Photo by Denisse Leon on Unsplash
True friendship begins when someone who cares about us sees not only our flaws and faults but our best selves—when they’re not only willing but committed to sticking it out with us even when that “best self” retreats. To quote Timothy Keller, “What, then, is marriage for? It is for helping each other to become our future glory-selves, the new creations that God will eventually make us.” That, to me, is the best kind of happily-ever-after!

Let’s talk. Think about your own real-life romance or a romantic novel you’ve recently read. What part did genuine friendship play as romance blossomed? Do you agree with Keller’s ideas about the purpose of marriage?
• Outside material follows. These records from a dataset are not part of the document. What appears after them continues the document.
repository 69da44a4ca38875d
//! User actions on the tab strip

use serde::{Deserialize, Serialize};

use crate::state::TabState;
use crate::tab::TabId;

/// One user interaction, mapped to exactly one transition.
#[derive(Debug, Clone, PartialEq, Eq, Serialize, Deserialize)]
#[serde(tag = "op", content = "path", rename_all = "snake_case")]
pub enum TabAction {
    /// Click on a tab
    SetActive(TabId),
    /// Double-click in the file tree or on a tab
    Add(TabId),
    /// Single-click in the file tree
    Preview(TabId),
    /// Close button
    Remove(TabId),
}

impl TabAction {
    pub fn tab(&self) -> &TabId {
        match self {
            TabAction::SetActive(id)
            | TabAction::Add(id)
            | TabAction::Preview(id)
            | TabAction::Remove(id) => id,
        }
    }

    pub fn as_str(&self) -> &'static str {
        match self {
            TabAction::SetActive(_) => "set_active",
            TabAction::Add(_) => "add",
            TabAction::Preview(_) => "preview",
            TabAction::Remove(_) => "remove",
        }
    }
}

impl TabState {
    /// Reduce one action into the next state.
    #[must_use]
    pub fn apply(&self, action: &TabAction) -> TabState {
        match action {
            TabAction::SetActive(id) => self.set_active_tab(id),
            TabAction::Add(id) => self.add_tab(id),
            TabAction::Preview(id) => self.preview_tab(id),
            TabAction::Remove(id) => self.remove_tab(id),
        }
    }
}
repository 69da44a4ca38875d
fn main() {
    tauri_build::build()
}
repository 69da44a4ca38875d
//! Core error types

use std::path::PathBuf;
use thiserror::Error;

#[derive(Error, Debug)]
pub enum CoreError {
    #[error("Storage error: {0}")]
    Storage(#[from] ceramic_storage::StorageError),

    #[error("Project error: {0}")]
    Project(#[from] ceramic_project::ProjectError),

    #[error("Serialization error: {0}")]
    Serialization(#[from] serde_json::Error),

    #[error("I/O error: {0}")]
    Io(#[from] std::io::Error),

    #[error("Configuration error: {0}")]
    Config(String),

    #[error("No editor window: {0}")]
    EditorNotFound(String),

    #[error("Path is outside the project: {}", .0.display())]
    OutsideProject(PathBuf),
}
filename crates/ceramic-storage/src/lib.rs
//! Ceramic Storage Layer
//!
//! SQLite persistence for the state that outlives an editor window, the
//! recently opened projects. Tab state is never stored.

mod database;
mod error;
mod migrations;

pub use database::Database;
pub use error::StorageError;

pub type Result<T> = std::result::Result<T, StorageError>;
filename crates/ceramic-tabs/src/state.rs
//! Tab strip state
//!
//! ```text
//! closed ──previewTab──▶ preview ──addTab──▶ permanent
//!    ▲                      │
//!    └──previewTab(other)───┘   (the old preview is evicted)
//! ```
//!
//! Indices are tracked by the identifier they point at. After a structural
//! change the new index is found by looking that identifier up again in the
//! new sequence, never by shifting the old offset.

use crate::error::TabError;
use crate::tab::TabId;
use crate::Result;

#[derive(Debug, Clone, Default, PartialEq, Eq)]
pub struct TabState {
    /// Open tabs, left to right
    tabs: Vec<TabId>,
    /// Tab shown in the editor pane; `None` iff `tabs` is empty
    active_index: Option<usize>,
    /// The one tab (if any) in preview mode
    preview_index: Option<usize>,
}

impl TabState {
    /// Empty tab strip, as created when an editor window opens
    pub fn new() -> Self {
        Self::default()
    }

    /// Assemble a state from raw parts, rejecting anything a transition
    /// could never produce.
    pub fn from_parts(
        tabs: Vec<TabId>,
        active_index: Option<usize>,
        preview_index: Option<usize>,
    ) -> Result<Self> {
        let state = Self {
            tabs,
            active_index,
            preview_index,
        };
        state.validate()?;
        Ok(state)
    }

    /// Check the structural invariants.
    pub fn validate(&self) -> Result<()> {
        for (i, tab) in self.tabs.iter().enumerate() {
            if self.tabs[..i].contains(tab) {
                return Err(TabError::Duplicate(tab.to_string()));
            }
        }

        let len = self.tabs.len();
        match self.active_index {
            None if len > 0 => return Err(TabError::MissingActive(len)),
            Some(index) if index >= len => {
                return Err(TabError::ActiveOutOfRange { index, len });
            }
            _ => {}
        }

        if let Some(index) = self.preview_index {
            if index >= len {
                return Err(TabError::PreviewOutOfRange { index, len });
            }
        }

        Ok(())
    }

    pub fn tabs(&self) -> &[TabId] {
        &self.tabs
    }

    pub fn len(&self) -> usize {
        self.tabs.len()
    }

    pub fn is_empty(&self) -> bool {
        self.tabs.is_empty()
    }

    pub fn active_index(&self) -> Option<usize> {
        self.active_index
    }

    pub fn preview_index(&self) -> Option<usize> {
        self.preview_index
    }

    /// Identifier of the tab shown in the editor pane
    pub fn active_id(&self) -> Option<&TabId> {
        self.active_index.and_then(|i| self.tabs.get(i))
    }

    /// Identifier of the preview tab
    pub fn preview_id(&self) -> Option<&TabId> {
        self.preview_index.and_then(|i| self.tabs.get(i))
    }

    pub fn position(&self, id: &TabId) -> Option<usize> {
        locate(&self.tabs, Some(id))
    }

    pub fn contains(&self, id: &TabId) -> bool {
        self.tabs.contains(id)
    }

    pub fn is_active(&self, index: usize) -> bool {
        self.active_index == Some(index)
    }

    pub fn is_preview(&self, index: usize) -> bool {
        self.preview_index == Some(index)
    }

    /// Focus an already open tab. Unknown identifiers are ignored.
    #[must_use]
    pub fn set_active_tab(&self, id: &TabId) -> Self {
        match self.position(id) {
            Some(index) => self.with_active(index),
            None => self.clone(),
        }
    }

    /// Open a tab permanently.
    ///
    /// A preview tab is promoted in place, an open tab is focused, and a new
    /// tab lands immediately to the right of the active one.
    #[must_use]
    pub fn add_tab(&self, id: &TabId) -> Self {
        if self.preview_id() == Some(id) {
            return Self {
                tabs: self.tabs.clone(),
                active_index: self.preview_index,
                preview_index: None,
            };
        }

        if self.active_id() == Some(id) {
            return self.clone();
        }

        if let Some(index) = self.position(id) {
            return self.with_active(index);
        }

        let at = self.insertion_point();
        let mut tabs = self.tabs.clone();
        tabs.insert(at, id.clone());
        let preview_index = locate(&tabs, self.preview_id());

        Self {
            tabs,
            active_index: Some(at),
            preview_index,
        }
    }

    /// Open a tab in preview mode.
    ///
    /// At most one preview exists: previewing a file that is not open
    /// replaces the current preview in place instead of adding a tab.
    #[must_use]
    pub fn preview_tab(&self, id: &TabId) -> Self {
        if self.preview_id() == Some(id) {
            return Self {
                tabs: self.tabs.clone(),
                active_index: self.preview_index,
                preview_index: self.preview_index,
            };
        }

        if let Some(index) = self.position(id) {
            return self.with_active(index);
        }

        if let Some(slot) = self.preview_index {
            let mut tabs = self.tabs.clone();
            tabs[slot] = id.clone();
            return Self {
                tabs,
                active_index: Some(slot),
                preview_index: Some(slot),
            };
        }

        let at = self.insertion_point();
        let mut tabs = self.tabs.clone();
        tabs.insert(at, id.clone());

        Self {
            tabs,
            active_index: Some(at),
            preview_index: Some(at),
        }
    }

    /// Close a tab.
    ///
    /// Closing the active tab focuses its left neighbour, or the last tab
    /// when it was leftmost. Closing a tab that is not open is a no-op.
    #[must_use]
    pub fn remove_tab(&self, id: &TabId) -> Self {
        let Some(removed) = self.position(id) else {
            return self.clone();
        };

        let mut tabs = self.tabs.clone();
        tabs.remove(removed);

        let active_index = if self.is_active(removed) {
            left_neighbour(&tabs, removed)
        } else {
            locate(&tabs, self.active_id())
        };

        let preview_index = if self.is_preview(removed) {
            None
        } else {
            locate(&tabs, self.preview_id())
        };

        Self {
            tabs,
            active_index,
            preview_index,
        }
    }

    fn with_active(&self, index: usize) -> Self {
        Self {
            tabs: self.tabs.clone(),
            active_index: Some(index),
            preview_index: self.preview_index,
        }
    }

    /// New tabs open to the right of the active one.
    fn insertion_point(&self) -> usize {
        self.active_index.map_or(0, |i| i + 1)
    }
}

fn locate(tabs: &[TabId], id: Option<&TabId>) -> Option<usize> {
    id.and_then(|id| tabs.iter().position(|t| t == id))
}

/// Index to focus after closing the active tab at `closed`, given the tabs
/// that remain.
fn left_neighbour(remaining: &[TabId], closed: usize) -> Option<usize> {
    if remaining.is_empty() {
        None
    } else if closed == 0 {
        Some(remaining.len() - 1)
    } else {
        Some(closed - 1)
    }
}

#[cfg(test)]
mod tests {
    use super::*;

    fn id(path: &str) -> TabId {
        TabId::from(path)
    }

    fn state(tabs: &[&str], active: Option<usize>, preview: Option<usize>) -> TabState {
        TabState::from_parts(tabs.iter().map(|t| id(t)).collect(), active, preview).unwrap()
    }

    fn names(state: &TabState) -> Vec<&str> {
        state.tabs().iter().map(TabId::as_str).collect()
    }

    #[test]
    fn test_new_state_is_empty() {
        let state = TabState::new();
        assert!(state.is_empty());
        assert_eq!(state.active_index(), None);
        assert_eq!(state.preview_index(), None);
        assert!(state.validate().is_ok());
    }

    #[test]
    fn test_preview_then_promote() {
        let previewed = TabState::new().preview_tab(&id("a.ts"));
        assert_eq!(names(&previewed), vec!["a.ts"]);
        assert_eq!(previewed.active_index(), Some(0));
        assert_eq!(previewed.preview_index(), Some(0));

        let promoted = previewed.add_tab(&id("a.ts"));
        assert_eq!(names(&promoted), vec!["a.ts"]);
        assert_eq!(promoted.active_index(), Some(0));
        assert_eq!(promoted.preview_index(), None);
    }

    #[test]
    fn test_add_inserts_right_of_active() {
        let before = state(&["a.ts", "b.ts"], Some(0), None);
        let after = before.add_tab(&id("c.ts"));
        assert_eq!(names(&after), vec!["a.ts", "c.ts", "b.ts"]);
        assert_eq!(after.active_index(), Some(1));
        assert_eq!(after.preview_index(), None);
    }

    #[test]
    fn test_add_keeps_preview_on_same_file() {
        // Preview sits right of the insertion point and must shift with it.
        let before = state(&["a.ts", "b.ts", "p.ts"], Some(0), Some(2));
        let after = before.add_tab(&id("c.ts"));
        assert_eq!(names(&after), vec!["a.ts", "c.ts", "b.ts", "p.ts"]);
        assert_eq!(after.active_index(), Some(1));
        assert_eq!(after.preview_id(), Some(&id("p.ts")));
        assert_eq!(after.preview_index(), Some(3));
    }

    #[test]
    fn test_add_existing_tab_activates_it() {
        let before = state(&["a.ts", "b.ts", "c.ts"], Some(0), Some(1));
        let after = before.add_tab(&id("c.ts"));
        assert_eq!(names(&after), names(&before));
        assert_eq!(after.active_index(), Some(2));
        assert_eq!(after.preview_index(), Some(1));

        assert_eq!(before.add_tab(&id("a.ts")), before);
    }

    #[test]
    fn test_preview_replaces_existing_preview() {
        let before = state(&["a.ts", "p.ts", "b.ts"], Some(0), Some(1));
        let after = before.preview_tab(&id("q.ts"));
        assert_eq!(names(&after), vec!["a.ts", "q.ts", "b.ts"]);
        assert_eq!(after.active_index(), Some(1));
        assert_eq!(after.preview_index(), Some(1));
    }

    #[test]
    fn test_preview_of_permanent_tab_only_activates() {
        let before = state(&["a.ts", "p.ts", "b.ts"], Some(1), Some(1));
        let after = before.preview_tab(&id("b.ts"));
        assert_eq!(names(&after), names(&before));
        assert_eq!(after.active_index(), Some(2));
        assert_eq!(after.preview_index(), Some(1));
    }

    #[test]
    fn test_preview_reselects_preview_slot() {
        let before = state(&["p.ts", "a.ts"], Some(1), Some(0));
        let after = before.preview_tab(&id("p.ts"));
        assert_eq!(names(&after), names(&before));
        assert_eq!(after.active_index(), Some(0));
        assert_eq!(after.preview_index(), Some(0));
    }

    #[test]
    fn test_set_active_ignores_unknown_tab() {
        let before = state(&["a.ts", "b.ts"], Some(1), None);
        assert_eq!(before.set_active_tab(&id("zzz.ts")), before);
        assert_eq!(before.set_active_tab(&id("a.ts")).active_index(), Some(0));
    }

    #[test]
    fn test_remove_active_prefers_left_neighbour() {
        let before = state(&["a.ts", "b.ts", "c.ts"], Some(1), None);
        let after = before.remove_tab(&id("b.ts"));
        assert_eq!(names(&after), vec!["a.ts", "c.ts"]);
        assert_eq!(after.active_index(), Some(0));
    }

    #[test]
    fn test_remove_leftmost_active_wraps_to_last() {
        let before = state(&["a.ts", "b.ts", "c.ts"], Some(0), None);
        let after = before.remove_tab(&id("a.ts"));
        assert_eq!(names(&after), vec!["b.ts", "c.ts"]);
        assert_eq!(after.active_index(), Some(1));
    }

    #[test]
    fn test_remove_last_tab_empties_state() {
        let before = state(&["a.ts"], Some(0), None);
        let after = before.remove_tab(&id("a.ts"));
        assert!(after.is_empty());
        assert_eq!(after.active_index(), None);
        assert_eq!(after.preview_index(), None);

        let before = state(&["a.ts"], Some(0), Some(0));
        assert_eq!(before.remove_tab(&id("a.ts")), TabState::new());
    }

    #[test]
    fn test_remove_preview_that_is_not_active() {
        let before = state(&["a.ts", "p.ts", "b.ts"], Some(2), Some(1));
        let after = before.remove_tab(&id("p.ts"));
        assert_eq!(names(&after), vec!["a.ts", "b.ts"]);
        assert_eq!(after.active_id(), Some(&id("b.ts")));
        assert_eq!(after.active_index(), Some(1));
        assert_eq!(after.preview_index(), None);
    }

    #[test]
    fn test_remove_active_preview_uses_left_neighbour() {
        let before = state(&["a.ts", "p.ts", "b.ts"], Some(1), Some(1));
        let after = before.remove_tab(&id("p.ts"));
        assert_eq!(names(&after), vec!["a.ts", "b.ts"]);
        assert_eq!(after.active_index(), Some(0));
        assert_eq!(after.preview_index(), None);
    }

    #[test]
    fn test_remove_background_tab_relocates_indices() {
        let before = state(&["a.ts", "b.ts", "c.ts", "p.ts"], Some(2), Some(3));
        let after = before.remove_tab(&id("a.ts"));
        assert_eq!(names(&after), vec!["b.ts", "c.ts", "p.ts"]);
        assert_eq!(after.active_id(), Some(&id("c.ts")));
        assert_eq!(after.preview_id(), Some(&id("p.ts")));
    }

    #[test]
    fn test_remove_active_keeps_preview_on_same_file() {
        let before = state(&["a.ts", "b.ts", "p.ts"], Some(1), Some(2));
        let after = before.remove_tab(&id("b.ts"));
        assert_eq!(names(&after), vec!["a.ts", "p.ts"]);
        assert_eq!(after.active_index(), Some(0));
        assert_eq!(after.preview_index(), Some(1));
    }

    #[test]
    fn test_remove_unknown_tab_is_noop() {
        let before = state(&["a.ts", "b.ts"], Some(1), Some(0));
        assert_eq!(before.remove_tab(&id("zzz.ts")), before);
    }

    #[test]
    fn test_from_parts_rejects_broken_states() {
        let dup = TabState::from_parts(vec![id("a.ts"), id("a.ts")], Some(0), None);
        assert_eq!(dup, Err(TabError::Duplicate("a.ts".to_string())));

        let missing = TabState::from_parts(vec![id("a.ts")], None, None);
        assert_eq!(missing, Err(TabError::MissingActive(1)));

        let active = TabState::from_parts(vec![], Some(0), None);
        assert_eq!(active, Err(TabError::ActiveOutOfRange { index: 0, len: 0 }));

        let preview = TabState::from_parts(vec![id("a.ts")], Some(0), Some(3));
        assert_eq!(preview, Err(TabError::PreviewOutOfRange { index: 3, len: 1 }));
    }
}
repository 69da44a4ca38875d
// Prevents additional console window on Windows in release
#![cfg_attr(not(debug_assertions), windows_subsystem = "windows")]

fn main() {
    ceramic_studio_lib::run()
}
Myra Johnson writes emotionally gripping stories about love, life, and faith. She’s currently at work on a new Love Inspired mini-series, Hill Country Haven, with recurring characters from Her Hill Country Cowboy and Hill Country Reunion. Myra is a three-time Maggie Awards finalist, two-time finalist for the prestigious ACFW Carol Awards, winner of Christian Retailing’s Best for historical fiction, and winner in the Inspirational category of the National Excellence in Romance Fiction Awards. Originally from Texas but now residing in the beautiful Carolinas, Myra and her husband love the climate and scenery, but they may never get used to the pulled pork Carolinians call “barbecue”! The Johnsons share their home with two very pampered rescue dogs who don’t always understand the meaning of “Mom’s trying to write.” They’ve also inherited the cute little cat (complete with attitude) their daughter and family had to leave behind when they recently moved overseas.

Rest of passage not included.